When working on regression problems in machine learning, mse (mean squared error) is commonly used to evaluate the model. However, there are times when you can't tell with mse when you're actually doing it. So, this time, I will introduce a method to evaluate the regression model other than mse.



Weakness of mse


I think the weaknesses of mse are as follows.


  1. Does not show trends by data

  2. Pulled by a few outliers


Let's look at it concretely.


1. Does not show trends by data


Since mse only represents the "mean" of deviation of the prediction and the actual, you do not know the accuracy of the prediction in each data. See Figure 1 below. Both have the same mse, but the deviation is even on the left side, while the deviation is biased only to specific data on the right side.

In another example, data in one category may be reasonably accurate, but in another category it may not be correct at all. If you look only at mse, such a situation will be buried in the "average".


Figure 1 Both have the same mse

2. Pulled by a few outliers


This is also included in 1, but if you use mse, you cannot tell whether there are many small deviations or a small number of large deviations (in Fig. 2 below, mse is the same value for both).

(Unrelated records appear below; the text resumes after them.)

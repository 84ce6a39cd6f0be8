//! hakoscrape: CLI crawler for Hako / docln light-novel series, writing one EPUB per volume.

pub mod assemble;
pub mod cli;
pub mod config;
pub mod epub;
pub mod model;
pub mod normalize;
pub mod scraper;

// Re-exports for CLI and consumers.
pub use assemble::{archive_series, AssembleError, AssembleOptions};
pub use epub::{EpubBuilder, EpubError};
pub use model::{Chapter, Series, Volume};
pub use normalize::normalize;
pub use scraper::{Fetcher, FetcherBuilder, ScraperError};
impl EpubBuilder {
    pub fn new(title: impl Into<String>) -> Self {
        Self {
            title: title.into(),
            language: "en".to_string(),
            ..Default::default()
        }
    }

    pub fn set_title(&mut self, title: impl Into<String>) {
        self.title = title.into();
    }

    pub fn set_author(&mut self, author: impl Into<String>) {
        self.author = author.into();
    }

    pub fn set_language(&mut self, language: impl Into<String>) {
        self.language = language.into();
    }

    pub fn set_identifier(&mut self, identifier: impl Into<String>) {
        self.identifier = identifier.into();
    }

    pub fn set_description(&mut self, description: impl Into<String>) {
        self.description = description.into();
    }

    /// Register the stylesheet linked from every page. Returns its href.
    pub fn add_css(&mut self, content: impl Into<String>) -> &'static str {
        self.stylesheet = Some(content.into());
        STYLESHEET_HREF
    }

    /// Register an image file and return the href sections should use.
    ///
    /// The same path always yields the same href; the file is read when the book is written.
    pub fn add_image(&mut self, path: &Path) -> Result<String, EpubError> {
        if let Some(&i) = self.image_by_path.get(path) {
            return Ok(self.images[i].href.clone());
        }
        let meta = std::fs::metadata(path).map_err(|e| EpubError::Image {
            path: path.to_path_buf(),
            source: e,
        })?;
        if !meta.is_file() {
            return Err(EpubError::Image {
                path: path.to_path_buf(),
                source: std::io::Error::new(std::io::ErrorKind::InvalidInput, "not a file"),
            });
        }

        let index = self.images.len();
        let name = path
            .file_name()
            .map(|n| n.to_string_lossy().into_owned())
            .unwrap_or_else(|| format!("image-{}", index + 1));
        let mut href = format!("images/{}", name);
        if self.images.iter().any(|img| img.href == href) {
            href = format!("images/{}-{}", index + 1, name);
        }
        self.images.push(ImageItem {
            id: format!("img-{}", index + 1),
            href: href.clone(),
            path: path.to_path_buf(),
            media_type: image_media_type(path),
        });
        self.image_by_path.insert(path.to_path_buf(), index);
        Ok(href)
    }

    /// Use an already registered image (by href) as the cover.
    pub fn set_cover(&mut self, href: &str) -> Result<(), EpubError> {
        let index = self
            .images
            .iter()
            .position(|img| img.href == href)
            .ok_or_else(|| EpubError::UnknownImage {
                href: href.to_string(),
            })?;
        self.cover = Some(index);
        Ok(())
    }

    /// Append a section in reading order.
    pub fn add_section(
        &mut self,
        body: impl Into<String>,
        title: impl Into<String>,
        filename: impl Into<String>,
    ) -> Result<(), EpubError> {
        let filename = filename.into();
        if self.sections.iter().any(|s| s.filename == filename) {
            return Err(EpubError::DuplicateSection { filename });
        }
        self.sections.push(Section {
            title: title.into(),
            filename,
            body: body.into(),
        });
        Ok(())
    }

    pub fn sections(&self) -> &[Section] {
        &self.sections
    }

    pub fn image_count(&self) -> usize {
        self.images.len()
    }

    /// Package the book at `path`, replacing any existing file.
    pub fn write(&self, path: &Path) -> Result<(), EpubError> {
        if self.title.trim().is_empty() {
            return Err(EpubError::EmptyTitle);
        }
        if self.sections.is_empty() {
            return Err(EpubError::NoSections);
        }

        let file = std::fs::File::create(path).map_err(|e| EpubError::CreateFile {
            path: path.to_path_buf(),
            source: e,
        })?;
        let mut zip = ZipWriter::new(file);

        let options_stored = SimpleFileOptions::default()
            .compression_method(zip::CompressionMethod::Stored)
            .unix_permissions(0o644);
        let options_deflate = SimpleFileOptions::default()
            .compression_method(zip::CompressionMethod::Deflated)
            .unix_permissions(0o644);

        // Mimetype first, uncompressed
        zip.start_file("mimetype", options_stored)?;
        zip.write_all(MIMETYPE)?;

        zip.start_file("META-INF/container.xml", options_deflate)?;
        zip.write_all(CONTAINER_XML)?;

        self.write_opf(&mut zip, options_deflate)?;
        self.write_nav_xhtml(&mut zip, options_deflate)?;
        self.write_ncx(&mut zip, options_deflate)?;
        self.write_cover_xhtml(&mut zip, options_deflate)?;
        self.write_sections(&mut zip, options_deflate)?;

        if let Some(css) = &self.stylesheet {
            zip.start_file(format!("{}{}", OEBPS_PREFIX, STYLESHEET_HREF), options_deflate)?;
            zip.write_all(css.as_bytes())?;
        }

        for img in &self.images {
            let data = std::fs::read(&img.path).map_err(|e| EpubError::Image {
                path: img.path.clone(),
                source: e,
            })?;
            zip.start_file(format!("{}{}", OEBPS_PREFIX, img.href), options_stored)?;
            zip.write_all(&data)?;
        }

        zip.finish()?;
        Ok(())
    }

    fn identifier(&self) -> String {
        if self.identifier.is_empty() {
            "urn:hakoscrape:book".to_string()
        } else {
            self.identifier.clone()
        }
    }

    fn stylesheet_link(&self) -> String {
        match self.stylesheet {
            Some(_) => format!(
                r#"  <link rel="stylesheet" type="text/css" href="{}"/>
"#,
                STYLESHEET_HREF
            ),
            None => String::new(),
        }
    }

    fn write_opf(
        &self,
        zip: &mut ZipWriter<impl Write + Seek>,
        options: SimpleFileOptions,
    ) -> Result<(), EpubError> {
        let mut manifest = String::from(
            r#"    <item id="nav" href="nav.xhtml" media-type="application/xhtml+xml" properties="nav"/>
    <item id="ncx" href="toc.ncx" media-type="application/x-dtbncx+xml"/>
"#,
        );
        if self.stylesheet.is_some() {
            manifest.push_str(&format!(
                r#"    <item id="css" href="{}" media-type="text/css"/>
"#,
                STYLESHEET_HREF
            ));
        }
        for (i, img) in self.images.iter().enumerate() {
            let properties = if self.cover == Some(i) {
                r#" properties="cover-image""#
            } else {
                ""
            };
            manifest.push_str(&format!(
                r#"    <item id="{}" href="{}" media-type="{}"{}/>
"#,
                img.id,
                xml_escape(&img.href),
                img.media_type,
                properties
            ));
        }
        if self.cover.is_some() {
            manifest.push_str(
                r#"    <item id="cover" href="cover.xhtml" media-type="application/xhtml+xml"/>
"#,
            );
        }
        for (i, section) in self.sections.iter().enumerate() {
            manifest.push_str(&format!(
                r#"    <item id="section-{}" href="{}" media-type="application/xhtml+xml"/>
"#,
                i + 1,
                xml_escape(&section.filename)
            ));
        }

        // Spine: cover, then sections. Nav is not in spine.
        let mut spine = String::new();
        if self.cover.is_some() {
            spine.push_str("    <itemref idref=\"cover\"/>\n");
        }
        for i in 0..self.sections.len() {
            spine.push_str(&format!("    <itemref idref=\"section-{}\"/>\n", i + 1));
        }

        let cover_meta = match self.cover.map(|i| &self.images[i]) {
            Some(img) => format!("\n    <meta name=\"cover\" content=\"{}\"/>", img.id),
            None => String::new(),
        };
        let description_el = if self.description.is_empty() {
            String::new()
        } else {
            format!(
                "\n    <dc:description>{}</dc:description>",
                xml_escape(&self.description)
            )
        };
        let modified = chrono::Utc::now().format("%Y-%m-%dT%H:%M:%SZ");

        let opf = format!(
            r#"<?xml version="1.0" encoding="UTF-8"?>
<package xmlns="http://www.idpf.org/2007/opf" unique-identifier="book-id" version="3.0">
  <metadata xmlns:dc="http://purl.org/dc/elements/1.1/">
    <dc:identifier id="book-id">{id}</dc:identifier>
    <dc:title>{title}</dc:title>
    <dc:creator>{creator}</dc:creator>
    <dc:language>{language}</dc:language>{description_el}
    <meta property="dcterms:modified">{modified}</meta>{cover_meta}
  </metadata>
  <manifest>
{manifest}  </manifest>
  <spine toc="ncx">
{spine}  </spine>
</package>
"#,
            id = xml_escape(&self.identifier()),
            title = xml_escape(&self.title),
            creator = xml_escape(&self.author),
            language = xml_escape(&self.language),
            description_el = description_el,
            modified = modified,
            cover_meta = cover_meta,
            manifest = manifest,
            spine = spine,
        );

        zip.start_file(format!("{}content.opf", OEBPS_PREFIX), options)?;
        zip.write_all(opf.as_bytes())?;
        Ok(())
    }

    fn write_nav_xhtml(
        &self,
        zip: &mut ZipWriter<impl Write + Seek>,
        options: SimpleFileOptions,
    ) -> Result<(), EpubError> {
        let mut nav_links = String::new();
        for section in &self.sections {
            nav_links.push_str(&format!(
                r#"      <li><a href="{}">{}</a></li>
"#,
                xml_escape(&section.filename),
                xml_escape(&section.title)
            ));
        }
        let nav = format!(
            r#"<?xml version="1.0" encoding="UTF-8"?>
<!DOCTYPE html>
<html xmlns="http://www.w3.org/1999/xhtml" xmlns:epub="http://www.idpf.org/2007/ops">
<head>
  <meta charset="UTF-8"/>
  <title>{}</title>
</head>
<body>
  <nav epub:type="toc">
    <h1>{}</h1>
    <ol>
{}    </ol>
  </nav>
</body>
</html>
"#,
            xml_escape(&self.title),
            xml_escape(&self.title),
            nav_links
        );
        zip.start_file(format!("{}nav.xhtml", OEBPS_PREFIX), options)?;
        zip.write_all(nav.as_bytes())?;
        Ok(())
    }

    fn write_ncx(
        &self,
        zip: &mut ZipWriter<impl Write + Seek>,
        options: SimpleFileOptions,
    ) -> Result<(), EpubError> {
        let mut nav_points = String::new();
        for (i, section) in self.sections.iter().enumerate() {
            nav_points.push_str(&format!(
                r#"    <navPoint id="navpoint-{}" playOrder="{}">
      <navLabel><text>{}</text></navLabel>
      <content src="{}"/>
    </navPoint>
"#,
                i + 1,
                i + 1,
                xml_escape(&section.title),
                xml_escape(&section.filename)
            ));
        }
        let ncx = format!(
            r#"<?xml version="1.0" encoding="UTF-8"?>
<ncx xmlns="http://www.daisy.org/z3986/2005/ncx/" version="2005-1">
  <head>
    <meta name="dtb:uid" content="{}"/>
  </head>
  <docTitle>
    <text>{}</text>
  </docTitle>
  <navMap>
{}  </navMap>
</ncx>
"#,
            xml_escape(&self.identifier()),
            xml_escape(&self.title),
            nav_points
        );
        zip.start_file(format!("{}toc.ncx", OEBPS_PREFIX), options)?;
        zip.write_all(ncx.as_bytes())?;
        Ok(())
    }

    fn write_cover_xhtml(
        &self,
        zip: &mut ZipWriter<impl Write + Seek>,
        options: SimpleFileOptions,
    ) -> Result<(), EpubError> {
        let img = match self.cover.map(|i| &self.images[i]) {
            Some(img) => img,
            None => return Ok(()),
        };
        let cover_xhtml = format!(
            r#"<?xml version="1.0" encoding="UTF-8"?>
<!DOCTYPE html>
<html xmlns="http://www.w3.org/1999/xhtml">
<head>
  <meta charset="UTF-8"/>
  <title>Cover</title>
{}</head>
<body>
  <div class="cover">
    <img src="{}" alt="{}"/>
  </div>
</body>
</html>
"#,
            self.stylesheet_link(),
            xml_escape(&img.href),
            xml_escape(&self.title)
        );
        zip.start_file(format!("{}cover.xhtml", OEBPS_PREFIX), options)?;
        zip.write_all(cover_xhtml.as_bytes())?;
        Ok(())
    }

    fn write_sections(
        &self,
        zip: &mut ZipWriter<impl Write + Seek>,
        options: SimpleFileOptions,
    ) -> Result<(), EpubError> {
        for section in &self.sections {
            let html = format!(
                r#"<?xml version="1.0" encoding="UTF-8"?>
<!DOCTYPE html>
<html xmlns="http://www.w3.org/1999/xhtml" xml:lang="{lang}" lang="{lang}">
<head>
  <meta charset="UTF-8"/>
  <title>{title}</title>
{css}</head>
<body>
{body}
</body>
</html>
"#,
                lang = xml_escape(&self.language),
                title = xml_escape(&section.title),
                css = self.stylesheet_link(),
                body = section.body
            );
            zip.start_file(format!("{}{}", OEBPS_PREFIX, section.filename), options)?;
            zip.write_all(html.as_bytes())?;
        }
        Ok(())
    }
}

In order to avoid this, outliers are removed in advance to avoid this in kaggle, but in the case of business, this may not be the case. You may not realize that you have forgotten to remove the outliers.


Figure 2 Both have the same mse

What is problem?


You might think, "So what's wrong with that?" If you find out something like the above, you can understand the current state of the model you made and it will be easier to come up with improvement measures.

For example,

  • Is scale conversion and outlier handling appropriate?

  • Isn't there something else in common that should be added to the features?

  • Isn't it data that can be ignored considering its business use?

To supplement the third point, there may be some data for which accuracy is particularly important and some data for which accuracy is not so important. (For example, in an application that predicts the life of a machine, a slight deviation can be tolerated where there is sufficient margin, but prediction when the life is near needs to be accurate.)



Solution


1. Graph of real data vs prediction result


The first possible solution is to draw a graph with real data on the x-axis and predicted values on the y-axis, as shown in Figures 1 and 2.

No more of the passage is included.